A série “Adolescência” (2025)

A minissérie britânica mergulha na textura áspera e cotidiana do desamparo adolescente. Seu foco não está em um evento traumático único, mas na série de microtraumas que constituem a passagem para a vida adulta em um mundo fragmentado. A psicanálise, aqui, não busca decifrar um assassinato, mas decifrar o silêncio, a apatia e o vazio que tomam conta de seus personagens. É um estudo sobre a angústia que se manifesta sem objeto específico, puro e devastador.

A adolescência é um processo de desidealização e separação dos pais. A série parece levar isso a um extremo contemporâneo: a presença ausente da figura parental. Os pais estão fisicamente presentes, mas emocionalmente distantes, absorvidos por seus próprios problemas, trabalho e sem recursos subjetivos para acolher e lidarem por si só com o cenário. Eles falham como suposto porto seguro para a angústia do filho. Essa falha não é dramática; é burocrática, silenciosa e, por isso, mais danosa.

O adolescente, diante de um corpo que muda e de uma pulsão que o assombra, precisa que o Outro testemunhe sua transformação. Quando esse olhar reconhecedor está ausente, o sujeito fica à deriva, sem um espelho que valide sua existência. Seus atos (seja um corte na pele, uma noite de bebedeira, um sexo sem prazer) são gritos mudos dirigidos a um Outro que não ouve. A série explora, com crueza, a relação disfórica dos personagens com seus próprios corpos. O corpo não é mais uma casa conhecida. Tornou-se algo estranho, que produz sensações, desejos e humores incontroláveis. Esse Real do corpo irrompe sem aviso, causando vergonha, nojo e alienação. Transtornos alimentares, automutilação, hipocondria… Estes não são meros dramas, mas soluções sintomáticas. São tentativas desesperadas de o sujeito tentar localizar a angústia, dar um destinatário físico a uma dor psíquica difusa e insuportável.

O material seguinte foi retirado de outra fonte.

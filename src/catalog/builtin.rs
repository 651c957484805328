//! Built-in catalog data
//!
//! Declaration order here is the order the catalog reports things in.

use super::material::{Material, MaterialCategory, Swatch};
use super::source::{EducationalConcept, SoundSource};

pub fn sound_sources() -> Vec<SoundSource> {
    vec![
        SoundSource::new(
            "drums",
            "Drum Kit",
            110,
            "🥁",
            "Extremely high sound pressure with strong low-frequency punch. The ultimate soundproofing challenge.",
        ),
        SoundSource::new(
            "piano",
            "Grand Piano",
            95,
            "🎹",
            "Full-range sound, and its mechanical vibration travels easily through the floor (structure-borne sound).",
        ),
        SoundSource::new(
            "choir",
            "Choir",
            90,
            "🗣️",
            "Mostly mid-range voices. The main challenge is keeping them from disturbing the classroom next door.",
        ),
        SoundSource::new(
            "violin",
            "Violin",
            85,
            "🎻",
            "Mostly high frequencies, which are easier to stop. A medium-difficulty challenge.",
        ),
    ]
}

pub fn materials() -> Vec<Material> {
    use MaterialCategory::*;

    vec![
        // Wall layers
        Material::new(
            "drywall_std",
            "Standard Drywall",
            WallLayer,
            "The most common wall material. Some isolation, but a single layer does not do much.",
            1,
            25,
            Swatch::Gypsum,
        ),
        Material::new(
            "drywall_sound",
            "Soundproof Drywall",
            WallLayer,
            "Contains a damping polymer layer that suppresses vibration.",
            3,
            35,
            Swatch::Gypsum,
        ),
        Material::new(
            "mlv",
            "Mass Loaded Vinyl (MLV)",
            WallLayer,
            "Dense, flexible sheet. Very thin but very heavy, adding a lot of mass to a wall.",
            4,
            28,
            Swatch::Vinyl,
        )
        .with_density("Very high for its thickness"),
        Material::new(
            "plywood",
            "Plywood",
            WallLayer,
            "Structurally strong timber board with only average isolation.",
            2,
            20,
            Swatch::Timber,
        ),
        Material::new(
            "brick",
            "Brick",
            WallLayer,
            "Very high mass and an excellent isolation base, but hard to build with.",
            2,
            45,
            Swatch::Brick,
        )
        .with_density("Very high"),
        // Cavity insulation
        Material::new(
            "air",
            "Air Gap",
            Insulation,
            "Uses a layer of air to break the sound path by decoupling the two walls.",
            0,
            5,
            Swatch::Air,
        ),
        Material::new(
            "fiberglass",
            "Fiberglass",
            Insulation,
            "Fluffy fill that absorbs reflections inside the cavity.",
            1,
            8,
            Swatch::Fibre,
        ),
        Material::new(
            "rockwool",
            "Rockwool",
            Insulation,
            "Denser than fiberglass, with better absorption and fire resistance.",
            2,
            12,
            Swatch::Fibre,
        ),
        Material::new(
            "egg_cartons",
            "Egg Cartons",
            Insulation,
            "A common soundproofing myth! Almost no isolation, and flammable.",
            0,
            0,
            Swatch::Neutral,
        )
        .as_misconception(),
        // Windows
        Material::new(
            "single_glass",
            "Single-Pane Window",
            Window,
            "Ordinary window that barely stops low-frequency noise.",
            1,
            20,
            Swatch::Glass,
        ),
        Material::new(
            "double_glass",
            "Double-Glazed Window",
            Window,
            "Two panes with an air or gas gap between them. Good isolation.",
            3,
            30,
            Swatch::Glass,
        ),
        Material::new(
            "laminated_glass",
            "Laminated Acoustic Glass",
            Window,
            "Glass bonded around a PVB interlayer that blocks low-frequency noise well.",
            4,
            38,
            Swatch::Glass,
        ),
        // Doors
        Material::new(
            "hollow_door",
            "Hollow-Core Wood Door",
            Door,
            "Hollow inside, so it offers almost no isolation.",
            1,
            15,
            Swatch::Neutral,
        ),
        Material::new(
            "solid_wood",
            "Solid Wood Door",
            Door,
            "Heavier, and isolates better than a hollow door.",
            3,
            28,
            Swatch::Timber,
        ),
        Material::new(
            "steel_acoustic",
            "Steel Acoustic Door",
            Door,
            "Professional door with seals and dense fill. Excellent isolation.",
            5,
            45,
            Swatch::Steel,
        ),
    ]
}

pub fn concepts() -> Vec<EducationalConcept> {
    vec![
        EducationalConcept::new(
            "Mass Law",
            "The heavier an object is, the harder it is for sound waves to make it vibrate, so it isolates better. Which is harder to push: a bicycle or a truck?",
            "Weight",
        ),
        EducationalConcept::new(
            "Damping",
            "Like pressing your hand on a ringing gong, damping materials turn the mechanical energy of sound into heat and use it up.",
            "Layers",
        ),
        EducationalConcept::new(
            "Decoupling",
            "A sound bridge is a shortcut for sound. Decoupling cuts those shortcuts, for example by building a room-within-a-room where inner and outer walls never touch.",
            "Scissors",
        ),
        EducationalConcept::new(
            "Sealing (Absorption vs Isolation)",
            "Isolation keeps sound out; absorption reduces echo inside. However thick the wall, a gap under the door lets sound leak through like water!",
            "Wind",
        ),
    ]
}
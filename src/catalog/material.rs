//! Material types
//!
//! Materials are immutable reference data. Each one carries its own render
//! swatch and a misconception flag, so presentation code never has to guess
//! from identifiers.

use serde::{Deserialize, Serialize};

/// Which part of the room a material can be used for
#[derive(Debug, Clone, Copy, PartialEq, Eq, Hash, Serialize, Deserialize)]
#[serde(rename_all = "kebab-case")]
pub enum MaterialCategory {
    /// Structural layer, usable as outer or inner wall
    WallLayer,
    /// Cavity fill between the two wall layers
    Insulation,
    Window,
    Door,
}

impl MaterialCategory {
    pub const ALL: [MaterialCategory; 4] = [
        MaterialCategory::WallLayer,
        MaterialCategory::Insulation,
        MaterialCategory::Window,
        MaterialCategory::Door,
    ];

    pub fn as_str(&self) -> &'static str {
        match self {
            Self::WallLayer => "wall-layer",
            Self::Insulation => "insulation",
            Self::Window => "window",
            Self::Door => "door",
        }
    }

    pub fn from_name(s: &str) -> Option<Self> {
        match s.to_lowercase().as_str() {
            "wall-layer" | "wall_layer" | "wall" | "layer" => Some(Self::WallLayer),
            "insulation" | "cavity" | "fill" => Some(Self::Insulation),
            "window" => Some(Self::Window),
            "door" => Some(Self::Door),
            _ => None,
        }
    }

    pub fn description(&self) -> &'static str {
        match self {
            Self::WallLayer => "Structural wall layer",
            Self::Insulation => "Cavity insulation",
            Self::Window => "Window glazing",
            Self::Door => "Door",
        }
    }
}

impl std::fmt::Display for MaterialCategory {
    fn fmt(&self, f: &mut std::fmt::Formatter<'_>) -> std::fmt::Result {
        f.write_str(self.as_str())
    }
}

/// Render colour of a material in the schematic preview
#[derive(Debug, Clone, Copy, PartialEq, Eq, Serialize, Deserialize)]
#[serde(rename_all = "lowercase")]
pub enum Swatch {
    Brick,
    Gypsum,
    Vinyl,
    Timber,
    Air,
    Fibre,
    Glass,
    Steel,
    Neutral,
}

impl Swatch {
    /// Colour used for a slot with nothing selected
    pub const EMPTY_HEX: &'static str = "#1e293b";

    pub fn hex(&self) -> &'static str {
        match self {
            Self::Brick => "#ef4444",
            Self::Gypsum => "#e2e8f0",
            Self::Vinyl => "#111827",
            Self::Timber => "#d97706",
            Self::Air => "#60a5fa",
            Self::Fibre => "#fcd34d",
            Self::Glass => "#93c5fd",
            Self::Steel => "#94a3b8",
            Self::Neutral => "#475569",
        }
    }
}

/// A building material the student can place in a slot
#[derive(Debug, Clone, PartialEq, Serialize, Deserialize)]
pub struct Material {
    pub id: String,
    pub name: String,
    pub category: MaterialCategory,
    pub description: String,
    /// Relative cost, 0 (free) to 5 (expensive)
    pub cost_index: u8,
    #[serde(default, skip_serializing_if = "Option::is_none")]
    pub density: Option<String>,
    /// Approximate STC contribution of this material on its own
    pub stc_base: i32,
    pub swatch: Swatch,
    /// Popular but ineffective soundproofing material
    #[serde(default)]
    pub misconception: bool,
}

impl Material {
    pub fn new(
        id: &str,
        name: &str,
        category: MaterialCategory,
        description: &str,
        cost_index: u8,
        stc_base: i32,
        swatch: Swatch,
    ) -> Self {
        Self {
            id: id.to_string(),
            name: name.to_string(),
            category,
            description: description.to_string(),
            cost_index: cost_index.min(5),
            density: None,
            stc_base,
            swatch,
            misconception: false,
        }
    }

    pub fn with_density(mut self, density: &str) -> Self {
        self.density = Some(density.to_string());
        self
    }

    pub fn as_misconception(mut self) -> Self {
        self.misconception = true;
        self
    }
}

A série mostra formas de satisfação pulsional que são radicalmente solitárias: pornografia, video games, uso de entorpecentes. São gozos que não passam pelo laço social, mas que, paradoxalmente, isolam ainda mais o sujeito. Diferente de séries onde o grupo é uma entidade coesa, a série retrata a solidão dentro da multidão. Personagens conectados virtualmente, mas profundamente sozinhos. A turma não funciona como um Outro sustentador, mas como mais um espelho que devolve uma imagem de inadequação.

Nesse contexto de desamparo generalizado, a função do analista (seja um terapeuta institucional ou a própria posição de escuta que a série nos convida a adotar) torna-se crucial.

O analista ajuda a transformar o “nada” em “algo”. Ajuda o adolescente a nomear sua angústia, a encontrar significantes (palavras) para seu vazio, tornando-o menos aterrorizante. Ele auxilia na construção de uma narrativa para o caos interno.

A minissérie britânica não é um entretenimento, mas um diagnóstico cultural. Ela captura o mal-estar de uma geração que, hiperconectada, nunca esteve tão só; que, com infinitas possibilidades, se sente paralisada pelo vazio.

A psicanálise nos ajuda a ler essa narrativa não como um retrato da patologia, mas da norma. A angústia, o desamparo e a busca por reconhecimento são constitutivos da adolescência. A série nos lembra, com urgência, que a maior tragédia não é um crime espetacular, mas o silêncio cotidiano que vai aos poucos apagando o sujeito antes mesmo que ele tenha a chance de nascer. Ela é um convite à escuta – a escuta do que não é dito, mas que insiste em sintomas, atos e olhares perdidos.